🤖 AI Summary
This study systematically investigates how inference-time computation (ITC) enhances the reasoning capabilities of large language models (LLMs), focusing on the quality-efficiency trade-offs of ITC strategies across reasoning- versus non-reasoning-oriented models. We propose verifier-free ITC scaling methods—including majority voting, Best-of-N sampling, and sequential self-refinement—and construct, for the first time, the quality-efficiency Pareto frontier. We observe that reasoning models generate shorter responses with fewer hedging tokens but richer discourse markers; leveraging these response features, we design a lightweight IITC filtering mechanism. Experiments show that reasoning models substantially outperform non-reasoning models; majority voting is robust and efficient but exhibits diminishing marginal returns; and our feature-based filtering improves accuracy by up to 8.2%.
📝 Abstract
There is intense interest in investigating how inference time compute (ITC) (e.g. repeated sampling, refinements, etc) can improve large language model (LLM) capabilities. At the same time, recent breakthroughs in reasoning models, such as Deepseek-R1, unlock the opportunity for reinforcement learning to improve LLM reasoning skills. An in-depth understanding of how ITC interacts with reasoning across different models could provide important guidance on how to further advance the LLM frontier.
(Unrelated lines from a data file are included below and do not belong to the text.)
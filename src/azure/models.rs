/// Azure Resource Manager data models
use base64::{engine::general_purpose::STANDARD, Engine as _};
use serde::{Deserialize, Deserializer, Serialize};
use std::time::Duration;

pub const MANAGED_CLUSTER_API_VERSION: &str = "2022-04-02-preview";
pub const RESOURCE_GROUP_API_VERSION: &str = "2021-04-01";

/// Identifies a managed cluster
#[derive(Debug, Clone, PartialEq, Eq)]
pub struct ClusterRef {
    pub subscription_id: String,
    pub resource_group: String,
    pub name: String,
}

impl ClusterRef {
    pub fn new(
        subscription_id: impl Into<String>,
        resource_group: impl Into<String>,
        name: impl Into<String>,
    ) -> Self {
        Self {
            subscription_id: subscription_id.into(),
            resource_group: resource_group.into(),
            name: name.into(),
        }
    }

    /// ARM resource id of the managed cluster
    pub fn resource_id(&self) -> String {
        format!(
            "/subscriptions/{}/resourcegroups/{}/providers/Microsoft.ContainerService/managedClusters/{}",
            self.subscription_id, self.resource_group, self.name
        )
    }
}

/// Which kubeconfig flavour to request from the cluster
#[derive(Debug, Clone, Copy, PartialEq, Eq, clap::ValueEnum)]
pub enum CredentialKind {
    Admin,
    User,
}

impl CredentialKind {
    /// ARM action name for this credential kind
    pub fn action(self) -> &'static str {
        match self {
            CredentialKind::Admin => "listClusterAdminCredential",
            CredentialKind::User => "listClusterUserCredential",
        }
    }
}

/// Resource group resource
#[derive(Debug, Clone, Serialize, Deserialize)]
pub struct ResourceGroup {
    pub id: String,
    pub name: String,
    pub location: String,
    #[serde(default)]
    pub properties: Option<ResourceGroupProperties>,
}

/// Resource group properties
#[derive(Debug, Clone, Serialize, Deserialize)]
#[serde(rename_all = "camelCase")]
pub struct ResourceGroupProperties {
    pub provisioning_state: Option<String>,
}

/// Request body for creating or updating a resource group
#[derive(Debug, Serialize)]
pub struct ResourceGroupRequest<'a> {
    pub location: &'a str,
}

/// Response of the list*Credential actions
#[derive(Debug, Clone, Default, Deserialize)]
pub struct CredentialResults {
    #[serde(default)]
    pub kubeconfigs: Vec<CredentialResult>,
}

/// A single named kubeconfig; `value` is base64 on the wire
#[derive(Debug, Clone, Deserialize)]
pub struct CredentialResult {
    pub name: String,
    #[serde(deserialize_with = "decode_base64")]
    pub value: Vec<u8>,
}

fn decode_base64<'de, D>(deserializer: D) -> Result<Vec<u8>, D::Error>
where
    D: Deserializer<'de>,
{
    let encoded = String::deserialize(deserializer)?;
    STANDARD
        .decode(encoded.as_bytes())
        .map_err(serde::de::Error::custom)
}

/// Error response from Azure Resource Manager
#[derive(Debug, Serialize, Deserialize)]
pub struct CloudErrorResponse {
    pub error: CloudErrorBody,
}

/// ARM error details
#[derive(Debug, Serialize, Deserialize)]
pub struct CloudErrorBody {
    pub code: String,
    pub message: String,
}

/// Azure AD token endpoint response
#[derive(Debug, Deserialize)]
pub struct TokenResponse {
    pub access_token: String,
    pub expires_in: i64,
    #[allow(dead_code)]
    pub token_type: String,
}

/// Azure AD token endpoint error
#[derive(Debug, Deserialize)]
pub struct TokenErrorResponse {
    pub error: String,
    #[serde(default)]
    pub error_description: String,
}

/// State of a resource group deletion
#[derive(Debug, Clone, PartialEq, Eq)]
pub enum DeleteOperation {
    Completed,
    Pending { status_url: String },
}

/// Result of one status check on a pending deletion
#[derive(Debug, Clone, Copy, PartialEq, Eq)]
pub enum DeletionStatus {
    Finished,
    /// Still running; `retry_after` carries the provider's `Retry-After` hint
    Pending { retry_after: Option<Duration> },
}
//! Greedy dominant-flow selection.

use indexmap::IndexMap;
use rustc_hash::FxHashSet;
use stepflow_core::{START_STEP_ID, Transition};

/// Upper bound on the walk length; keeps degenerate graphs readable.
const MAX_HOPS: usize = 10;

/// Walks the most locally probable path from the start sentinel and returns
/// the edge ids along it, in order.
///
/// At each node the outgoing transition with the highest probability (ties
/// broken by higher observed count) whose destination was not yet visited is
/// taken, so the path is always simple. Without a start sentinel the walk
/// begins at the first-discovered source node.
///
/// This is deliberately a local-greedy heuristic, not a global most-probable
/// end-to-end path: probabilities are never multiplied along candidate
/// paths and compared globally.
pub fn strongest_path(transitions: &[Transition]) -> Vec<String> {
    let mut outgoing: IndexMap<&str, Vec<&Transition>> = IndexMap::new();
    for t in transitions {
        outgoing.entry(t.from.as_str()).or_default().push(t);
    }
    for group in outgoing.values_mut() {
        group.sort_by(|a, b| {
            b.probability
                .total_cmp(&a.probability)
                .then(b.count.cmp(&a.count))
        });
    }

    let start = if outgoing.contains_key(START_STEP_ID) {
        Some(START_STEP_ID)
    } else {
        outgoing.keys().next().copied()
    };
    let Some(mut cursor) = start else {
        return Vec::new();
    };

    let mut seen: FxHashSet<&str> = FxHashSet::default();
    seen.insert(cursor);

    let mut path = Vec::new();
    for _ in 0..MAX_HOPS {
        let next = outgoing
            .get(cursor)
            .and_then(|group| group.iter().find(|t| !seen.contains(t.to.as_str())));
        let Some(next) = next else {
            break;
        };
        path.push(next.edge_id());
        cursor = next.to.as_str();
        seen.insert(cursor);
    }
    path
}
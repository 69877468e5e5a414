#![forbid(unsafe_code)]

//! Semantic model for process-mining transition graphs.
//!
//! This crate owns the input side of the pipeline: decoding the analytics
//! wire payloads, the canonical deduplicated transition set, and synthesis
//! of transitions from ranked variant traces. Layering, positioning, and
//! critical-path selection live in `stepflow-layout`.

pub mod model;
pub mod normalize;
pub mod payload;

pub use model::{GraphInputs, LabelHints, StepId, Transition, VariantTrace};
pub use model::{START_STEP_ID, compact_step_id};
pub use normalize::canonical_transitions;

#[derive(Debug, thiserror::Error)]
pub enum Error {
    #[error("invalid payload: {message}")]
    InvalidPayload { message: String },
    #[error("payload JSON error: {0}")]
    Json(#[from] serde_json::Error),
}

pub type Result<T> = std::result::Result<T, Error>;
//! Wire shapes of the analytics API, decoupled from the semantic model.
//!
//! The data-acquisition layer is responsible for substituting last-known-good
//! payloads on network failure; this module only turns already-fetched JSON
//! into semantic inputs, rejecting values the engine must never observe.

use serde::Deserialize;
use serde_json::Value;

use crate::model::{Transition, VariantTrace};
use crate::{Error, Result};

#[derive(Debug, Clone, Deserialize)]
pub struct EdgePayload {
    pub from_step_hash: String,
    pub to_step_hash: String,
    pub count: u64,
    pub probability: f64,
    #[serde(default)]
    pub timing: TimingPayload,
}

#[derive(Debug, Clone, Default, Deserialize)]
pub struct TimingPayload {
    #[serde(default)]
    pub p95_ms: Option<u64>,
}

#[derive(Debug, Clone, Deserialize)]
pub struct VariantPayload {
    pub rank: i64,
    pub frequency: f64,
    #[serde(default)]
    pub steps: Vec<StepPayload>,
}

#[derive(Debug, Clone, Deserialize)]
pub struct StepPayload {
    pub hash: String,
}

/// Decodes an `edges` response body into semantic transitions.
pub fn transitions_from_value(value: &Value) -> Result<Vec<Transition>> {
    let payloads: Vec<EdgePayload> = Vec::deserialize(value)?;
    payloads.into_iter().map(Transition::try_from).collect()
}

/// Decodes a `variants` response body into semantic variant traces.
pub fn variants_from_value(value: &Value) -> Result<Vec<VariantTrace>> {
    let payloads: Vec<VariantPayload> = Vec::deserialize(value)?;
    payloads.into_iter().map(VariantTrace::try_from).collect()
}

impl TryFrom<EdgePayload> for Transition {
    type Error = Error;

    fn try_from(payload: EdgePayload) -> Result<Self> {
        let probability = unit_interval("edge probability", payload.probability)?;
        Ok(Self {
            from: payload.from_step_hash,
            to: payload.to_step_hash,
            count: payload.count,
            probability,
            p95_delay_ms: payload.timing.p95_ms,
        })
    }
}

impl TryFrom<VariantPayload> for VariantTrace {
    type Error = Error;

    fn try_from(payload: VariantPayload) -> Result<Self> {
        let frequency = unit_interval("variant frequency", payload.frequency)?;
        Ok(Self {
            rank: payload.rank,
            frequency,
            steps: payload.steps.into_iter().map(|s| s.hash).collect(),
        })
    }
}

fn unit_interval(what: &str, value: f64) -> Result<f64> {
    if value.is_finite() && (0.0..=1.0).contains(&value) {
        Ok(value)
    } else {
        Err(Error::InvalidPayload {
            message: format!("{what} out of range: {value}"),
        })
    }
}
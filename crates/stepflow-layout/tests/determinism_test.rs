use stepflow_core::{LabelHints, Transition, VariantTrace, canonical_transitions};
use stepflow_layout::build_graph_model;

fn t(from: &str, to: &str, count: u64, probability: f64, delay_ms: u64) -> Transition {
    Transition {
        from: from.to_string(),
        to: to.to_string(),
        count,
        probability,
        p95_delay_ms: Some(delay_ms),
    }
}

fn sample_edges() -> Vec<Transition> {
    vec![
        t("__START__", "branch", 121, 1.0, 1000),
        t("branch", "commit", 118, 0.97, 14000),
        t("commit", "ci", 112, 0.95, 28000),
        t("ci", "qa", 41, 0.37, 560_000),
        t("ci", "approval", 63, 0.57, 420_000),
        t("qa", "approval", 33, 0.8, 610_000),
        t("approval", "merge", 89, 0.94, 96000),
    ]
}

#[test]
fn identical_inputs_reproduce_identical_models() {
    let mut hints = LabelHints::new();
    hints.insert("ci".to_string(), "CI Started".to_string());

    let first = build_graph_model(&sample_edges(), &hints, "code:action=merge");
    let second = build_graph_model(&sample_edges(), &hints, "code:action=merge");

    assert_eq!(first, second);
}

#[test]
fn the_seed_only_perturbs_vertical_jitter() {
    let first = build_graph_model(&sample_edges(), &LabelHints::new(), "seed-a");
    let second = build_graph_model(&sample_edges(), &LabelHints::new(), "seed-b");

    let moved = first
        .nodes
        .iter()
        .zip(&second.nodes)
        .any(|(a, b)| a.y != b.y);
    assert!(moved);

    for (a, b) in first.nodes.iter().zip(&second.nodes) {
        assert_eq!(a.id, b.id);
        assert_eq!(a.x, b.x);
        assert_eq!(a.depth, b.depth);
    }
    assert_eq!(first.critical_path, second.critical_path);
}

#[test]
fn synthesized_and_rebuilt_variants_stay_deterministic() {
    let variants = vec![
        VariantTrace {
            rank: 1,
            frequency: 0.56,
            steps: ["branch", "commit", "ci", "approval", "merge"]
                .iter()
                .map(|s| s.to_string())
                .collect(),
        },
        VariantTrace {
            rank: 2,
            frequency: 0.21,
            steps: ["branch", "commit", "ci", "qa", "approval"]
                .iter()
                .map(|s| s.to_string())
                .collect(),
        },
    ];

    let edges_a = canonical_transitions(&[], &variants);
    let edges_b = canonical_transitions(&[], &variants);
    assert_eq!(edges_a, edges_b);

    let first = build_graph_model(&edges_a, &LabelHints::new(), "seed");
    let second = build_graph_model(&edges_b, &LabelHints::new(), "seed");
    assert_eq!(first, second);
}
This work conducts a comprehensive analysis of inference-time scaling methods for both reasoning and non-reasoning models on challenging reasoning tasks. Specifically, we focus our research on verifier-free inference time-scaling methods due to its generalizability without needing a reward model. We construct the Pareto frontier of quality and efficiency. We find that non-reasoning models, even with an extremely high inference budget, still fall substantially behind reasoning models. For reasoning models, majority voting proves to be a robust inference strategy, generally competitive or outperforming other more sophisticated ITC methods like best-of-N and sequential revisions, while the additional inference compute offers minimal improvements. We further perform in-depth analyses of the association of key response features (length and linguistic markers) with response quality, with which we can improve the existing ITC methods. We find that correct responses from reasoning models are typically shorter and have fewer hedging and thinking markers (but more discourse markers) than the incorrect responses.